Abstract In preparative protein chromatography, broad dynamic ranges of protein concentrations as well as co-elution of product and impurities are common. Despite being the standard in biopharmaceutical production, monitoring of preparative chromatography is generally limited to surrogate signals, e.g. UV absorbance at 280 nm. To address this problem, variable pathlength (VP) spectroscopy in conjunction with Partial Least Squares regression (PLS) was used to monitor preparative chromatography. While VP spectroscopy enabled the acquisition of absorbance data for a broad concentration range, PLS modelling allowed for the differentiation between the protein species. The approach was first implemented for monitoring the separation of lysozyme from cytochrome c at an overall loading density of 92 g/l.
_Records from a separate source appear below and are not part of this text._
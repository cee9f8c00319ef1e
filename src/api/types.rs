//! API request and response types

use crate::session::{Attachment, MessageId};
use serde::{Deserialize, Serialize};

/// Request to replace the draft input
#[derive(Debug, Deserialize)]
pub struct SetInputRequest {
    pub text: String,
}

/// Request to apply one of the quick prompts
#[derive(Debug, Deserialize)]
pub struct QuickPromptRequest {
    pub index: usize,
}

/// A file offered by the picker
#[derive(Debug, Deserialize)]
pub struct AttachRequest {
    pub name: String,
    /// Guessed from the file name when absent
    #[serde(default)]
    pub media_type: Option<String>,
}

/// Request to submit the composer
#[derive(Debug, Default, Deserialize)]
#[serde(default)]
pub struct SubmitRequest {
    /// Replaces the draft input before submitting
    pub text: Option<String>,
}

/// Response for submit
#[derive(Debug, Serialize)]
pub struct SubmitResponse {
    pub accepted: bool,
    #[serde(skip_serializing_if = "Option::is_none")]
    pub message_id: Option<MessageId>,
}

/// Response for a staged attachment
#[derive(Debug, Serialize)]
pub struct AttachResponse {
    pub staged: Attachment,
    #[serde(skip_serializing_if = "Option::is_none")]
    pub replaced: Option<Attachment>,
}

/// Response for attachment removal
#[derive(Debug, Serialize)]
pub struct RemoveAttachmentResponse {
    pub removed: Option<Attachment>,
}

/// Response for a quick prompt
#[derive(Debug, Serialize)]
pub struct QuickPromptResponse {
    pub applied: bool,
}

/// Response listing quick prompts
#[derive(Debug, Serialize)]
pub struct QuickPromptsResponse {
    pub prompts: Vec<&'static str>,
    /// Accept filter for a file picker
    pub accept: &'static str,
}

/// Response for lifecycle actions
#[derive(Debug, Serialize)]
pub struct SuccessResponse {
    pub success: bool,
}

/// Error response
#[derive(Debug, Serialize)]
pub struct ErrorResponse {
    pub error: String,
}

impl ErrorResponse {
    pub fn new(message: impl Into<String>) -> Self {
        Self {
            error: message.into(),
        }
    }
}
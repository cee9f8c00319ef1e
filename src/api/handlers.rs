//! HTTP request handlers

use super::sse::sse_stream;
use super::types::{
    AttachRequest, AttachResponse, ErrorResponse, QuickPromptRequest, QuickPromptResponse,
    QuickPromptsResponse, RemoveAttachmentResponse, SetInputRequest, SubmitRequest,
    SubmitResponse, SuccessResponse,
};
use super::AppState;
use crate::runtime::{
    InputOutcome, SessionError, SessionEvent, SessionSnapshot, StageOutcome, SubmitOutcome,
};
use crate::session::{AttachmentCandidate, FILE_PICKER_ACCEPT, QUICK_PROMPTS};
use axum::{
    extract::{Path, State},
    http::StatusCode,
    response::{IntoResponse, Response},
    routing::{get, post},
    Json, Router,
};

/// Create the API router
pub fn create_router(state: AppState) -> Router {
    Router::new()
        // Session lifecycle
        .route("/api/sessions", post(create_session))
        .route("/api/sessions/:id", get(get_session))
        .route("/api/sessions/:id/end", post(end_session))
        // SSE streaming
        .route("/api/sessions/:id/stream", get(stream_session))
        // Composer
        .route("/api/sessions/:id/input", post(set_input))
        .route("/api/sessions/:id/quick-prompt", post(use_quick_prompt))
        .route("/api/sessions/:id/attachment", post(stage_attachment))
        .route("/api/sessions/:id/attachment/remove", post(remove_attachment))
        .route("/api/sessions/:id/submit", post(submit))
        // Static info
        .route("/api/quick-prompts", get(list_quick_prompts))
        .route("/version", get(get_version))
        .with_state(state)
}

// ============================================================
// Session Lifecycle
// ============================================================

async fn create_session(State(state): State<AppState>) -> (StatusCode, Json<SessionSnapshot>) {
    let handle = state.sessions.create().await;
    (StatusCode::CREATED, Json(handle.snapshot()))
}

async fn get_session(
    State(state): State<AppState>,
    Path(id): Path<String>,
) -> Result<Json<SessionSnapshot>, AppError> {
    let handle = state.sessions.get(&id).await?;
    Ok(Json(handle.snapshot()))
}

async fn end_session(
    State(state): State<AppState>,
    Path(id): Path<String>,
) -> Result<Json<SuccessResponse>, AppError> {
    state.sessions.end(&id).await?;
    Ok(Json(SuccessResponse { success: true }))
}

async fn stream_session(
    State(state): State<AppState>,
    Path(id): Path<String>,
) -> Result<impl IntoResponse, AppError> {
    let handle = state.sessions.get(&id).await?;

    // Subscribe before reading the snapshot so nothing falls in between
    let broadcast_rx = handle.subscribe();
    let init_event = SessionEvent::Snapshot {
        snapshot: handle.snapshot(),
    };

    Ok(sse_stream(init_event, broadcast_rx))
}

// ============================================================
// Composer
// ============================================================

async fn set_input(
    State(state): State<AppState>,
    Path(id): Path<String>,
    Json(req): Json<SetInputRequest>,
) -> Result<Json<SessionSnapshot>, AppError> {
    let handle = state.sessions.get(&id).await?;
    match handle.set_input(req.text).await? {
        InputOutcome::Busy => Err(busy_input()),
        InputOutcome::Applied | InputOutcome::UnknownPrompt => Ok(Json(handle.snapshot())),
    }
}

async fn use_quick_prompt(
    State(state): State<AppState>,
    Path(id): Path<String>,
    Json(req): Json<QuickPromptRequest>,
) -> Result<Json<QuickPromptResponse>, AppError> {
    let handle = state.sessions.get(&id).await?;
    match handle.use_quick_prompt(req.index).await? {
        InputOutcome::Busy => Err(busy_input()),
        outcome => Ok(Json(QuickPromptResponse {
            applied: outcome.is_applied(),
        })),
    }
}

fn busy_input() -> AppError {
    AppError::Conflict("Cannot edit the message while a reply is pending".to_string())
}

async fn stage_attachment(
    State(state): State<AppState>,
    Path(id): Path<String>,
    Json(req): Json<AttachRequest>,
) -> Result<Json<AttachResponse>, AppError> {
    if req.name.trim().is_empty() {
        return Err(AppError::BadRequest("Attachment name is required".to_string()));
    }
    let handle = state.sessions.get(&id).await?;

    let media_type = req
        .media_type
        .filter(|m| !m.trim().is_empty())
        .unwrap_or_else(|| {
            mime_guess::from_path(&req.name)
                .first_or_octet_stream()
                .essence_str()
                .to_string()
        });
    let candidate = AttachmentCandidate::new(req.name, media_type);

    match handle.stage_attachment(candidate).await? {
        StageOutcome::Staged {
            attachment,
            replaced,
        } => Ok(Json(AttachResponse {
            staged: attachment,
            replaced,
        })),
        StageOutcome::Rejected(rejection) => {
            Err(AppError::UnsupportedMediaType(rejection.to_string()))
        }
        StageOutcome::Busy => Err(AppError::Conflict(
            "Cannot attach while a reply is pending".to_string(),
        )),
    }
}

async fn remove_attachment(
    State(state): State<AppState>,
    Path(id): Path<String>,
) -> Result<Json<RemoveAttachmentResponse>, AppError> {
    let handle = state.sessions.get(&id).await?;
    let removed = handle.remove_attachment().await?;
    Ok(Json(RemoveAttachmentResponse { removed }))
}

async fn submit(
    State(state): State<AppState>,
    Path(id): Path<String>,
    Json(req): Json<SubmitRequest>,
) -> Result<Json<SubmitResponse>, AppError> {
    let handle = state.sessions.get(&id).await?;
    let response = match handle.submit(req.text).await? {
        SubmitOutcome::Accepted { message_id } => SubmitResponse {
            accepted: true,
            message_id: Some(message_id),
        },
        SubmitOutcome::Ignored => SubmitResponse {
            accepted: false,
            message_id: None,
        },
    };
    Ok(Json(response))
}

// ============================================================
// Static Info
// ============================================================

async fn list_quick_prompts() -> Json<QuickPromptsResponse> {
    Json(QuickPromptsResponse {
        prompts: QUICK_PROMPTS.to_vec(),
        accept: FILE_PICKER_ACCEPT,
    })
}

async fn get_version() -> &'static str {
    concat!("aurora-assistant ", env!("CARGO_PKG_VERSION"))
}

// ============================================================
// Error Handling
// ============================================================

#[derive(Debug)]
enum AppError {
    BadRequest(String),
    NotFound(String),
    Conflict(String),
    UnsupportedMediaType(String),
}

impl From<SessionError> for AppError {
    fn from(e: SessionError) -> Self {
        // An ended session is indistinguishable from an unknown one to clients
        match e {
            SessionError::NotFound(_) | SessionError::Closed(_) => AppError::NotFound(e.to_string()),
        }
    }
}

impl IntoResponse for AppError {
    fn into_response(self) -> Response {
        let (status, message) = match self {
            AppError::BadRequest(msg) => (StatusCode::BAD_REQUEST, msg),
            AppError::NotFound(msg) => (StatusCode::NOT_FOUND, msg),
            AppError::Conflict(msg) => (StatusCode::CONFLICT, msg),
            AppError::UnsupportedMediaType(msg) => (StatusCode::UNSUPPORTED_MEDIA_TYPE, msg),
        };

        let body = Json(ErrorResponse::new(message));
        (status, body).into_response()
    }
}
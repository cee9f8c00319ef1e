//! Server-Sent Events support

use crate::runtime::SessionEvent;
use axum::response::sse::{Event, KeepAlive, Sse};
use futures::stream::Stream;
use std::convert::Infallible;
use std::time::Duration;
use tokio_stream::wrappers::BroadcastStream;
use tokio_stream::StreamExt;

/// Convert broadcast stream to SSE stream
pub fn sse_stream(
    init_event: SessionEvent,
    broadcast_rx: tokio::sync::broadcast::Receiver<SessionEvent>,
) -> Sse<impl Stream<Item = Result<Event, Infallible>>> {
    // Create stream that starts with init event then broadcasts
    let init = futures::stream::once(async move { Ok(session_event_to_axum(&init_event)) });

    let broadcasts = BroadcastStream::new(broadcast_rx).filter_map(|result| match result {
        Ok(event) => Some(Ok(session_event_to_axum(&event))),
        Err(_) => None, // Skip lagged messages
    });

    let combined = init.chain(broadcasts);

    Sse::new(combined).keep_alive(
        KeepAlive::new()
            .interval(Duration::from_secs(15))
            .text("ping"),
    )
}

fn session_event_to_axum(event: &SessionEvent) -> Event {
    let data = serde_json::to_string(event).unwrap_or_else(|e| {
        tracing::error!(event = event.name(), error = %e, "Failed to serialize session event");
        String::from("{}")
    });
    Event::default().event(event.name()).data(data)
}
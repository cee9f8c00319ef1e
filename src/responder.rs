//! Assistant backend abstraction
//!
//! The session controller only knows [`Responder`]: one user turn in, exactly
//! one reply out, with arbitrary latency.

mod error;
pub mod http;
pub mod simulated;

pub use error::{ResponderError, ResponderErrorKind};
pub use http::HttpResponder;
pub use simulated::{compose_reply, SimulatedResponder, DEFAULT_RESPONSE_DELAY};

use crate::session::{AssistantReply, UserTurn};
use async_trait::async_trait;
use std::sync::Arc;

/// Common interface for assistant backends
#[async_trait]
pub trait Responder: Send + Sync {
    /// Produce the reply to a single user turn
    async fn respond(&self, turn: &UserTurn) -> Result<AssistantReply, ResponderError>;

    /// Short backend name for logs
    fn name(&self) -> &str;
}

#[async_trait]
impl<T: Responder + ?Sized> Responder for Arc<T> {
    async fn respond(&self, turn: &UserTurn) -> Result<AssistantReply, ResponderError> {
        (**self).respond(turn).await
    }

    fn name(&self) -> &str {
        (**self).name()
    }
}

/// Logging wrapper for responders
pub struct LoggingResponder {
    inner: Arc<dyn Responder>,
    name: String,
}

impl LoggingResponder {
    pub fn new(inner: Arc<dyn Responder>) -> Self {
        let name = inner.name().to_string();
        Self { inner, name }
    }
}

#[async_trait]
impl Responder for LoggingResponder {
    async fn respond(&self, turn: &UserTurn) -> Result<AssistantReply, ResponderError> {
        let start = std::time::Instant::now();
        let result = self.inner.respond(turn).await;
        let duration = start.elapsed();

        match &result {
            Ok(reply) => {
                tracing::info!(
                    responder = %self.name,
                    duration_ms = %duration.as_millis(),
                    has_attachment = turn.attachment.is_some(),
                    reply_len = reply.text.len(),
                    "Assistant reply received"
                );
            }
            Err(e) => {
                tracing::error!(
                    responder = %self.name,
                    duration_ms = %duration.as_millis(),
                    error = %e.message,
                    retryable = e.kind.is_retryable(),
                    "Assistant reply failed"
                );
            }
        }

        result
    }

    fn name(&self) -> &str {
        &self.name
    }
}
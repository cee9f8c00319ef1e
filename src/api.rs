//! HTTP API for the assistant
//!
//! A thin transport over the session commands and read model.

mod handlers;
mod sse;
mod types;

pub use handlers::create_router;
#[allow(unused_imports)] // Public API re-exports
pub use types::*;

use crate::responder::Responder;
use crate::runtime::SessionManager;
use std::sync::Arc;

/// Application state shared across handlers
#[derive(Clone)]
pub struct AppState {
    pub sessions: Arc<SessionManager>,
}

impl AppState {
    pub fn new(responder: Arc<dyn Responder>, greeting: impl Into<String>) -> Self {
        Self {
            sessions: Arc::new(SessionManager::new(responder, greeting)),
        }
    }
}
The same method was then applied to the polishing step of a monoclonal antibody (mAb) at 40 g/l loading density. For PLS model prediction of the mAb monomer and the high molecular weight variants (HMWs), the root mean square error (RMSE) was 1.07 g/l and 0.42 g/l respectively. To demonstrate the usability of the approach for in-line control, pooling decisions for both separation problems were subsequently taken based on the computed concentrations or thereof derived purities. In summary, VP spectroscopy in conjunction with PLS modelling is a promising option for in-line monitoring and control of future chromatography steps at large scale.